Mailing List Archive: [nova] Nova-scheduler: when are filters applied?

[nova] Nova-scheduler: when are filters applied?

Aug 30, 2018, 7:21 AM

Post #1 of 7 (1537 views)

Sorry. I was to quick with the send button...

Hi *,

I posted my question in [1] a week ago, but no answer yet.

When does Nova apply its filters (Ram, CPU, etc.)?
Of course at instance creation and (live-)migration of existing
instances. But what about existing instances that have been shutdown
and in the meantime more instances on the same hypervisor have been
launched?

When you start one of the pre-existing instances and even with RAM
overcommitment you can end up with an OOM-Killer resulting in
forceful shutdowns if you reach the limits. Is there something I've
been missing or maybe a bad configuration of my scheduler filters?
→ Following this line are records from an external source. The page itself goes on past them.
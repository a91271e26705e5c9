use std::process::ExitCode;

fn main() -> ExitCode {
    match sprintboard_core::run(std::env::args_os().collect()) {
        Ok(()) => ExitCode::SUCCESS,
        Err(err) => {
            eprintln!("error: {err:#}");
            ExitCode::FAILURE
        }
    }
}
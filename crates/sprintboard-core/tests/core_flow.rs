use std::fs;
use std::io::Cursor;

use chrono::{NaiveDate, Weekday};
use sprintboard_core::calendar::{CalendarView, DateKey, ScheduleBook};
use sprintboard_core::config::Config;
use sprintboard_core::render::Renderer;
use sprintboard_core::session::Session;
use sprintboard_core::store::BoardStore;
use tempfile::tempdir;

const BOARD: &str = r#"{
  "selected_project": "6f1c2b1e-8d7a-4a55-9a47-3f0f5d1f2c11",
  "selected_sprint": "0b3c6a3e-93b1-4d1c-a1a4-6b7c36f1d001",
  "projects": [{
    "id": "6f1c2b1e-8d7a-4a55-9a47-3f0f5d1f2c11",
    "name": "Portal",
    "sprints": [{
      "id": "0b3c6a3e-93b1-4d1c-a1a4-6b7c36f1d001",
      "name": "Sprint 1",
      "start_date": "2024-03-04",
      "end_date": "2024-03-15",
      "tasks": [
        {
          "id": "a3e4c1f0-7a55-4c6e-8f5e-0f0a7d6c9b10",
          "title": "Login form",
          "status": "in_progress",
          "updated_at": "2024-03-05T15:30:00Z"
        },
        {
          "id": "b3e4c1f0-7a55-4c6e-8f5e-0f0a7d6c9b11",
          "title": "Late night fix",
          "status": "done",
          "updated_at": "2024-03-07T03:00:00Z"
        }
      ]
    }]
  }]
}"#;

fn ymd(y: i32, m: u32, d: u32) -> NaiveDate {
    NaiveDate::from_ymd_opt(y, m, d).expect("valid date")
}

#[test]
fn board_snapshot_to_rendered_session() {
    let temp = tempdir().expect("tempdir");
    let board_path = temp.path().join("board.json");
    let config_path = temp.path().join("config.toml");
    fs::write(&board_path, BOARD).expect("write board");
    fs::write(
        &config_path,
        "locale = \"es\"\nweek_start = \"sunday\"\ntimezone = \"America/Mexico_City\"\ncolor = false\n",
    )
    .expect("write config");

    let cfg = Config::load(Some(config_path.as_path())).expect("load config");
    assert_eq!(cfg.loaded_files, vec![config_path.clone()]);
    let settings = cfg.view_settings();
    assert_eq!(settings.week_start, Weekday::Sun);

    let board = BoardStore::open(&board_path).expect("open board");
    let selection = board.select(None, None);
    assert!(selection.sprint.is_some());

    let view = CalendarView::new(settings, ymd(2024, 3, 5));
    let mut session = Session::new(view, selection, Renderer::new(&cfg), || ymd(2024, 3, 5));
    let script = "open 5\nnew\nsave 09:00 Standup -- daily sync\nclose\nopen 6\nclose\n";
    let mut out = Vec::new();
    session
        .run(Cursor::new(script), &mut out)
        .expect("run session");

    let text = String::from_utf8(out).expect("utf8");
    assert!(text.contains("Marzo 2024"));
    assert!(text.contains("[~] Login form"));
    // 03:00Z on the 7th is still the 6th in Mexico City.
    let snapshot = session
        .view()
        .snapshot(selection.project, selection.sprint)
        .expect("snapshot");
    let sixth = snapshot
        .cells
        .iter()
        .find(|cell| cell.day == Some(6))
        .expect("sixth cell");
    assert_eq!(sixth.tasks.len(), 1);
    assert_eq!(sixth.tasks[0].title, "Late night fix");

    let key: DateKey = "2024-3-5".parse().expect("key");
    assert_eq!(session.view().schedules().entries(key).len(), 1);
    assert!(text.contains("09:00 - Standup"));
    assert!(text.contains("(Sin eventos)"));
}

#[test]
fn missing_board_file_is_reported() {
    let temp = tempdir().expect("tempdir");
    let err = BoardStore::open(&temp.path().join("absent.json")).expect_err("missing board");
    assert!(format!("{err:#}").contains("failed to read board snapshot"));

    let bad = temp.path().join("bad.json");
    fs::write(&bad, "{ not json").expect("write bad board");
    let err = BoardStore::open(&bad).expect_err("bad board");
    assert!(format!("{err:#}").contains("failed to parse board snapshot"));
}

#[test]
fn month_cells_match_month_length_across_a_year() {
    let mut view = CalendarView::new(Default::default(), ymd(2024, 1, 10));
    let expected = [31, 29, 31, 30, 31, 30, 31, 31, 30, 31, 30, 31];
    for len in expected {
        let grid = view.grid();
        assert_eq!(grid.cells.len(), 42);
        assert_eq!(grid.in_month_count(), len);
        view.next_month();
    }
    assert_eq!(view.reference(), ymd(2025, 1, 1));
}
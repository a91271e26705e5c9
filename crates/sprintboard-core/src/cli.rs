use std::io::IsTerminal;
use std::path::PathBuf;

use anyhow::anyhow;
use clap::{ArgAction, Parser, Subcommand};
use tracing::debug;
use tracing_subscriber::EnvFilter;

#[derive(Debug, Clone)]
pub struct KeyVal {
    pub key: String,
    pub value: String,
}

impl std::str::FromStr for KeyVal {
    type Err = anyhow::Error;

    fn from_str(s: &str) -> Result<Self, Self::Err> {
        let Some((key, value)) = s.split_once('=') else {
            return Err(anyhow!("--set expects key=value, got: {s}"));
        };
        let key = key.trim();
        if key.is_empty() {
            return Err(anyhow!("--set has an empty key: {s}"));
        }
        Ok(Self {
            key: key.to_ascii_lowercase(),
            value: value.trim().to_string(),
        })
    }
}

#[derive(Parser, Debug, Clone)]
#[command(
    name = "sprintboard",
    version,
    about = "Sprint calendar: month grid, task buckets and a per-session agenda",
    disable_help_subcommand = true
)]
pub struct GlobalCli {
    #[arg(short = 'v', long = "verbose", action = ArgAction::Count, global = true)]
    pub verbose: u8,

    #[arg(short = 'q', long = "quiet", action = ArgAction::Count, global = true)]
    pub quiet: u8,

    /// Config file (TOML).
    #[arg(long = "config", global = true)]
    pub config: Option<PathBuf>,

    /// Board snapshot (JSON) holding projects, sprints and tasks.
    #[arg(long = "store", global = true)]
    pub store: Option<PathBuf>,

    /// Project id or name; defaults to the snapshot's selection.
    #[arg(long = "project", global = true)]
    pub project: Option<String>,

    /// Sprint id or name inside the project.
    #[arg(long = "sprint", global = true)]
    pub sprint: Option<String>,

    /// Month to display first, as YYYY-MM.
    #[arg(long = "month", global = true)]
    pub month: Option<String>,

    #[arg(
        long = "set",
        value_parser = clap::builder::ValueParser::new(|s: &str| s.parse::<KeyVal>()),
        action = ArgAction::Append,
        global = true
    )]
    pub overrides: Vec<KeyVal>,

    #[command(subcommand)]
    pub command: Option<Command>,
}

#[derive(Subcommand, Debug, Clone, Copy, PartialEq, Eq)]
pub enum Command {
    /// Print the month once.
    Show,
    /// Interactive session with an agenda that lives until exit.
    Shell,
}

/// `-q` wins over `-v`; with neither only warnings are shown.
fn log_level(verbose: u8, quiet: u8) -> &'static str {
    match (quiet, verbose) {
        (2.., _) => "error",
        (1, _) | (0, 0) => "warn",
        (0, 1) => "info",
        (0, 2) => "debug",
        (0, _) => "trace",
    }
}

/// Logs go to stderr so `show` output stays clean on stdout. `RUST_LOG`
/// replaces the flag-derived filter entirely.
pub fn init_tracing(verbose: u8, quiet: u8) -> anyhow::Result<()> {
    let level = log_level(verbose, quiet);
    let env_filter = match EnvFilter::try_from_default_env() {
        Ok(filter) => filter,
        Err(_) => EnvFilter::try_new(format!("warn,sprintboard_core={level}"))
            .map_err(|e| anyhow!("invalid log filter for level {level}: {e}"))?,
    };

    let stderr_is_terminal = std::io::stderr().is_terminal();
    if let Err(err) = tracing_subscriber::fmt()
        .with_env_filter(env_filter)
        .with_writer(std::io::stderr)
        .with_ansi(stderr_is_terminal)
        .with_target(verbose >= 2)
        .try_init()
    {
        debug!(error = %err, "tracing subscriber already installed");
    }

    Ok(())
}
Or
is it the admin's task to keep an eye on the load?

I'd appreciate any insights or pointers to something I've missed.

Regards,
Eugen

[1]
https://ask.openstack.org/en/question/115812/nova-scheduler-when-are-filters-applied/

_______________________________________________
Mailing list: http://lists.openstack.org/cgi-bin/mailman/listinfo/openstack
Post to : openstack@lists.openstack.org
Unsubscribe : http://lists.openstack.org/cgi-bin/mailman/listinfo/openstack

Re: [nova] Nova-scheduler: when are filters applied? [ In reply to ]
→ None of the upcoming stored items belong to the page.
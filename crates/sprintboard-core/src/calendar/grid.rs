use chrono::{
  Datelike,
  Days,
  Months,
  NaiveDate,
  Weekday
};
use tracing::warn;

pub const GRID_WEEKS: usize = 6;
pub const GRID_CELLS: usize =
  GRID_WEEKS * 7;

#[derive(
  Debug, Clone, Copy, PartialEq, Eq,
)]
pub enum CellKind {
  InMonth { day: u32 },
  Padding
}

#[derive(
  Debug, Clone, Copy, PartialEq, Eq,
)]
pub struct GridCell {
  /// Real calendar date of the cell;
  /// adjacent-month dates on padding.
  pub date: NaiveDate,
  pub kind: CellKind
}

impl GridCell {
  pub fn day(&self) -> Option<u32> {
    match self.kind {
      | CellKind::InMonth { day } => {
        Some(day)
      }
      | CellKind::Padding => None
    }
  }

  pub fn is_in_month(&self) -> bool {
    matches!(
      self.kind,
      CellKind::InMonth { .. }
    )
  }
}

/// Fixed 6x7 window that always covers
/// the whole reference month.
#[derive(Debug, Clone, PartialEq, Eq)]
pub struct MonthGrid {
  pub first:      NaiveDate,
  pub week_start: Weekday,
  pub cells:      Vec<GridCell>
}

impl MonthGrid {
  #[tracing::instrument(level = "trace")]
  pub fn derive(
    reference: NaiveDate,
    week_start: Weekday
  ) -> Self {
    let first = month_start(reference);
    let month_len = i64::from(
      days_in_month(
        first.year(),
        first.month()
      )
    );
    let padding = i64::from(
      leading_padding(first, week_start)
    );

    let cells = (0..GRID_CELLS as i64)
      .map(|index| {
        let offset = index - padding;
        let kind = if (0..month_len)
          .contains(&offset)
        {
          CellKind::InMonth {
            day: offset as u32 + 1
          }
        } else {
          CellKind::Padding
        };
        GridCell {
          date: add_days(first, offset),
          kind
        }
      })
      .collect();

    Self {
      first,
      week_start,
      cells
    }
  }

  pub fn in_month_count(&self) -> usize {
    self
      .cells
      .iter()
      .filter(|cell| cell.is_in_month())
      .count()
  }

  pub fn cell_for_day(
    &self,
    day: u32
  ) -> Option<&GridCell> {
    self
      .cells
      .iter()
      .find(|cell| cell.day() == Some(day))
  }
}

/// Weekday offset of `first` relative
/// to `week_start` (0..=6).
pub fn leading_padding(
  first: NaiveDate,
  week_start: Weekday
) -> u32 {
  let day_idx =
    first.weekday().num_days_from_sunday();
  let start_idx =
    week_start.num_days_from_sunday();
  (7 + day_idx - start_idx) % 7
}

pub fn month_start(
  date: NaiveDate
) -> NaiveDate {
  date.with_day(1).unwrap_or(date)
}

/// Moves by whole months; the result is
/// always day 1 of the target month. At
/// the edge of the representable range
/// the month does not move.
pub fn shift_month(
  reference: NaiveDate,
  step: i32
) -> NaiveDate {
  let first = month_start(reference);
  let months = Months::new(step.unsigned_abs());
  let shifted = if step >= 0 {
    first.checked_add_months(months)
  } else {
    first.checked_sub_months(months)
  };

  shifted.unwrap_or_else(|| {
    warn!(
      %reference,
      step,
      "month shift out of range; staying put"
    );
    first
  })
}

/// Zero for a month that does not
/// exist.
pub fn days_in_month(
  year: i32,
  month: u32
) -> u32 {
  let Some(first) =
    NaiveDate::from_ymd_opt(year, month, 1)
  else {
    return 0;
  };
  // December of the last representable
  // year has no successor month.
  first
    .checked_add_months(Months::new(1))
    .map_or(31, |next| {
      (next - first).num_days() as u32
    })
}

/// Saturates at the calendar bounds.
pub fn add_days(
  date: NaiveDate,
  days: i64
) -> NaiveDate {
  let step = Days::new(days.unsigned_abs());
  if days >= 0 {
    date
      .checked_add_days(step)
      .unwrap_or(NaiveDate::MAX)
  } else {
    date
      .checked_sub_days(step)
      .unwrap_or(NaiveDate::MIN)
  }
}

#[cfg(test)]
mod tests {
  use std::collections::HashSet;

  use super::*;
  use crate::calendar::DateKey;

  fn ymd(
    y: i32,
    m: u32,
    d: u32
  ) -> NaiveDate {
    NaiveDate::from_ymd_opt(y, m, d)
      .expect("valid date")
  }

  #[test]
  fn every_month_yields_42_cells() {
    for year in [2023, 2024, 2100] {
      for month in 1..=12 {
        for week_start in
          [Weekday::Sun, Weekday::Mon]
        {
          let grid = MonthGrid::derive(
            ymd(year, month, 15),
            week_start
          );
          assert_eq!(
            grid.cells.len(),
            GRID_CELLS
          );
          assert_eq!(
            grid.in_month_count() as u32,
            days_in_month(year, month)
          );
        }
      }
    }
  }

  #[test]
  fn march_2024_starts_on_friday() {
    let grid = MonthGrid::derive(
      ymd(2024, 3, 1),
      Weekday::Sun
    );
    assert_eq!(grid.in_month_count(), 31);
    assert_eq!(
      grid.cells[5].kind,
      CellKind::InMonth { day: 1 }
    );
    assert_eq!(
      grid.cells[4].kind,
      CellKind::Padding
    );
    assert_eq!(
      grid.cells[4].date,
      ymd(2024, 2, 29)
    );
    assert_eq!(
      grid.cells[41].date,
      ymd(2024, 4, 6)
    );

    let monday = MonthGrid::derive(
      ymd(2024, 3, 1),
      Weekday::Mon
    );
    assert_eq!(
      monday.cells[4].kind,
      CellKind::InMonth { day: 1 }
    );
  }

  #[test]
  fn february_lengths_follow_leap_years()
  {
    assert_eq!(days_in_month(2024, 2), 29);
    assert_eq!(days_in_month(2023, 2), 28);
    assert_eq!(days_in_month(1900, 2), 28);
    assert_eq!(days_in_month(2000, 2), 29);
    assert_eq!(days_in_month(2024, 12), 31);
  }

  #[test]
  fn shifting_normalizes_to_first_day() {
    assert_eq!(
      shift_month(ymd(2024, 1, 31), 1),
      ymd(2024, 2, 1)
    );
    assert_eq!(
      shift_month(ymd(2024, 1, 31), -1),
      ymd(2023, 12, 1)
    );
    assert_eq!(
      shift_month(ymd(2024, 12, 10), 1),
      ymd(2025, 1, 1)
    );
    assert_eq!(
      shift_month(ymd(2024, 3, 1), -27),
      ymd(2021, 12, 1)
    );
  }

  #[test]
  fn twelve_steps_each_way_round_trip() {
    let start = ymd(2024, 5, 1);
    let mut current = start;
    for _ in 0..12 {
      current = shift_month(current, 1);
    }
    assert_eq!(current, ymd(2025, 5, 1));
    for _ in 0..12 {
      current = shift_month(current, -1);
    }
    assert_eq!(current, start);
  }

  #[test]
  fn shifting_at_range_edge_stays_put() {
    let last = month_start(NaiveDate::MAX);
    assert_eq!(shift_month(NaiveDate::MAX, 1), last);
    assert_eq!(
      shift_month(last, -1).month(),
      11
    );
    assert_eq!(
      shift_month(NaiveDate::MIN, -1),
      month_start(NaiveDate::MIN)
    );
    assert_eq!(days_in_month(2024, 13), 0);
  }

  #[test]
  fn cell_keys_never_collide() {
    for (year, month) in
      [(2024, 2), (2024, 3), (2023, 12), (2026, 8)]
    {
      for week_start in
        [Weekday::Sun, Weekday::Mon]
      {
        let grid = MonthGrid::derive(
          ymd(year, month, 1),
          week_start
        );
        let keys = grid
          .cells
          .iter()
          .map(|cell| DateKey::from(cell.date))
          .collect::<HashSet<_>>();
        assert_eq!(keys.len(), GRID_CELLS);
      }
    }
  }

  #[test]
  fn cell_dates_are_consecutive() {
    let grid = MonthGrid::derive(
      ymd(2024, 2, 1),
      Weekday::Sun
    );
    for pair in grid.cells.windows(2) {
      assert_eq!(
        add_days(pair[0].date, 1),
        pair[1].date
      );
    }
    assert_eq!(
      grid
        .cell_for_day(29)
        .map(|cell| cell.date),
      Some(ymd(2024, 2, 29))
    );
    assert!(grid.cell_for_day(30).is_none());
  }
}
use anyhow::{Context, Result};
use clap::{Parser, Subcommand};
use dotenv::dotenv;
use log::info;
use std::path::PathBuf;
use std::sync::Arc;

use support_rag::api;
use support_rag::config::AppConfig;
use support_rag::crawler::WebCrawler;
use support_rag::embeddings::Embedder;
use support_rag::gemini::GeminiClient;
use support_rag::ingest::{IngestionReport, Ingestor};
use support_rag::state::AppState;
use support_rag::vector_store::VectorStoreManager;

/// Customer-support RAG backend: ingest PDFs and support pages, answer questions over HTTP
#[derive(Parser, Debug)]
#[command(version, about, long_about = None)]
struct Args {
    #[command(subcommand)]
    command: Option<Command>,
}

#[derive(Subcommand, Debug)]
enum Command {
    /// Run the HTTP API (default)
    Serve {
        /// Address to listen on, overrides BIND_ADDRESS
        #[arg(long)]
        bind: Option<String>,
    },
    /// Extract a directory of PDFs and add them to the vector store
    IngestPdfs {
        pdf_dir: PathBuf,
        output_dir: PathBuf,
    },
    /// Crawl a website and add its pages to the vector store
    Crawl {
        base_url: String,
        output_dir: PathBuf,
    },
    /// Ingest the configured insurance PDFs and support site
    IngestAll,
    /// Answer one question from the command line
    Ask { question: String },
}

#[tokio::main]
async fn main() -> Result<()> {
    dotenv().ok();
    env_logger::Builder::from_env(env_logger::Env::default().default_filter_or("info")).init();

    let args = Args::parse();
    let config = AppConfig::from_env().context("Invalid configuration")?;

    match args.command.unwrap_or(Command::Serve { bind: None }) {
        Command::Serve { bind } => {
            let bind_address = bind.unwrap_or_else(|| config.bind_address.clone());
            let state = AppState::from_config(config)?;
            api::serve(state, &bind_address).await?;
        }
        Command::IngestPdfs {
            pdf_dir,
            output_dir,
        } => {
            let report = ingestor(&config)?
                .process_documents(&pdf_dir, &output_dir)
                .await?;
            print_report(&report);
        }
        Command::Crawl {
            base_url,
            output_dir,
        } => {
            let report = ingestor(&config)?
                .scrape_website(&base_url, &output_dir)
                .await?;
            print_report(&report);
        }
        Command::IngestAll => {
            let report = ingestor(&config)?.process_all().await?;
            print_report(&report);
        }
        Command::Ask { question } => {
            let state = AppState::from_config(config)?;
            let pipeline = state.pipeline().await?;
            let result = pipeline
                .answer_question(&question)
                .await
                .context("Failed to answer question")?;

            println!("{}", result.answer);
            for source in &result.sources {
                println!("  - {}", source.metadata.source);
            }
        }
    }

    Ok(())
}

fn ingestor(config: &AppConfig) -> Result<Ingestor> {
    let embedder = config
        .gemini
        .clone()
        .map(|gemini| Arc::new(GeminiClient::new(gemini)) as Arc<dyn Embedder>);

    Ok(Ingestor::new(
        embedder,
        Arc::new(VectorStoreManager::new(config.store.clone())),
        WebCrawler::new(config.crawler.clone())?,
        config.chunking,
        config.sources.clone(),
    ))
}

fn print_report(report: &IngestionReport) {
    info!(
        "Indexed {} chunks from {} documents",
        report.chunks, report.documents
    );
}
chris.friesen at windriver

Aug 30, 2018, 10:02 AM

Post #2 of 7 (1537 views)

On 08/30/2018 08:54 AM, Eugen Block wrote:
> Hi Jay,
>
>> You need to set your ram_allocation_ratio nova.CONF option to 1.0 if you're
>> running into OOM issues. This will prevent overcommit of memory on your
>> compute nodes.
>
> I understand that, the overcommitment works quite well most of the time.
>
> It just has been an issue twice when I booted an instance that had been shutdown
> a while ago. In the meantime there were new instances created on that
> hypervisor, and this old instance caused the OOM.
>
> I would expect that with a ratio of 1.0 I would experience the same issue,
> wouldn't I? As far as I understand the scheduler only checks at instance
> creation, not when booting existing instances. Is that a correct assumption?
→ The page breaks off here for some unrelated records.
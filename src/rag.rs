use anyhow::Result;
use async_trait::async_trait;
use log::{debug, error, info};
use serde::Serialize;
use std::sync::Arc;

use crate::embeddings::Embedder;
use crate::vector_store::{StoredChunk, VectorStore};

pub const DEFAULT_TOP_K: usize = 4;
pub const NO_ANSWER: &str = "I don't know.";

/// Produces text for a prompt
#[async_trait]
pub trait TextGenerator: Send + Sync {
    async fn generate(&self, prompt: &str) -> Result<String>;
}

/// Embeds a query and runs a k-nearest-neighbour search against the store
pub struct Retriever {
    store: Arc<dyn VectorStore>,
    embedder: Arc<dyn Embedder>,
    k: usize,
}

impl Retriever {
    pub fn new(store: Arc<dyn VectorStore>, embedder: Arc<dyn Embedder>, k: usize) -> Self {
        Retriever { store, embedder, k }
    }

    /// Top-k chunks closest to the query, best first
    pub async fn get_relevant_documents(&self, query: &str) -> Result<Vec<StoredChunk>> {
        let result = self.search(query).await;
        if let Err(e) = &result {
            error!("Error retrieving documents: {:#}", e);
        }
        result
    }

    async fn search(&self, query: &str) -> Result<Vec<StoredChunk>> {
        let query_embedding = self.embedder.get_embedding(query).await?;
        let scored = self.store.similarity_search(&query_embedding, self.k).await?;
        debug!(
            "Retrieved {} chunks (best score {:?})",
            scored.len(),
            scored.first().map(|s| s.score)
        );
        Ok(scored.into_iter().map(|s| s.chunk).collect())
    }
}

/// Answer plus the chunks it was based on
#[derive(Debug, Clone, Serialize)]
pub struct RagAnswer {
    pub answer: String,
    pub sources: Vec<StoredChunk>,
}

/// RAG (Retrieval-Augmented Generation) pipeline
pub struct RagPipeline {
    retriever: Retriever,
    generator: Arc<dyn TextGenerator>,
}

impl RagPipeline {
    pub fn new(retriever: Retriever, generator: Arc<dyn TextGenerator>) -> Self {
        RagPipeline {
            retriever,
            generator,
        }
    }

    /// Answer a question from the retrieved context.
    ///
    /// When nothing is retrieved the canned "I don't know." answer is returned
    /// and the model is not called.
    pub async fn answer_question(&self, question: &str) -> Result<RagAnswer> {
        let relevant_docs = self.retriever.get_relevant_documents(question).await?;

        if relevant_docs.is_empty() {
            info!("No relevant chunks for question, answering without the model");
            return Ok(RagAnswer {
                answer: NO_ANSWER.to_string(),
                sources: Vec::new(),
            });
        }

        let context = relevant_docs
            .iter()
            .map(|chunk| chunk.content.as_str())
            .collect::<Vec<&str>>()
            .join("\n\n");
        let prompt = build_prompt(&context, question);

        let answer = self.generator.generate(&prompt).await?;

        Ok(RagAnswer {
            answer,
            sources: relevant_docs,
        })
    }
}

pub fn build_prompt(context: &str, question: &str) -> String {
    format!(
        "Based on the following context, please answer the question. If you cannot answer based on the context alone, say so.\n\nContext:\n{}\n\nQuestion: {}",
        context, question
    )
}
pub mod api;
pub mod chunking;
pub mod config;
pub mod crawler;
pub mod database;
pub mod document;
pub mod embeddings;
pub mod errors;
pub mod gemini;
pub mod ingest;
pub mod jobs;
pub mod local_store;
pub mod rag;
pub mod state;
pub mod vector_store;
The system keeps track of how much memory is available and how much has been
assigned to instances on each compute node. With a ratio of 1.0 it shouldn't
let you consume more RAM than is available even if the instances have been shut
down.

Chris

_______________________________________________
Mailing list: http://lists.openstack.org/cgi-bin/mailman/listinfo/openstack
Post to : openstack@lists.openstack.org
Unsubscribe : http://lists.openstack.org/cgi-bin/mailman/listinfo/openstack

Re: [nova] Nova-scheduler: when are filters applied? [ In reply to ]

jaypipes at gmail

Aug 30, 2018, 1:33 PM

Post #3 of 7 (1537 views)

On 08/30/2018 10:54 AM, Eugen Block wrote:
> Hi Jay,
>
>> You need to set your ram_allocation_ratio nova.CONF option to 1.0 if
>> you're running into OOM issues. This will prevent overcommit of memory
>> on your compute nodes.
>
> I understand that, the overcommitment works quite well most of the time.
>
> It just has been an issue twice when I booted an instance that had been
> shutdown a while ago. In the meantime there were new instances created
> on that hypervisor, and this old instance caused the OOM.
>
> I would expect that with a ratio of 1.0 I would experience the same
> issue, wouldn't I? As far as I understand the scheduler only checks at
> instance creation, not when booting existing instances. Is that a
> correct assumption?

To echo what cfriesen said, if you set your allocation ratio to 1.0, the
system will not overcommit memory. Shut down instances consume memory
from an inventory management perspective. If you don't want any danger
of an instance causing an OOM, you must set you ram_allocation_ratio to 1.0.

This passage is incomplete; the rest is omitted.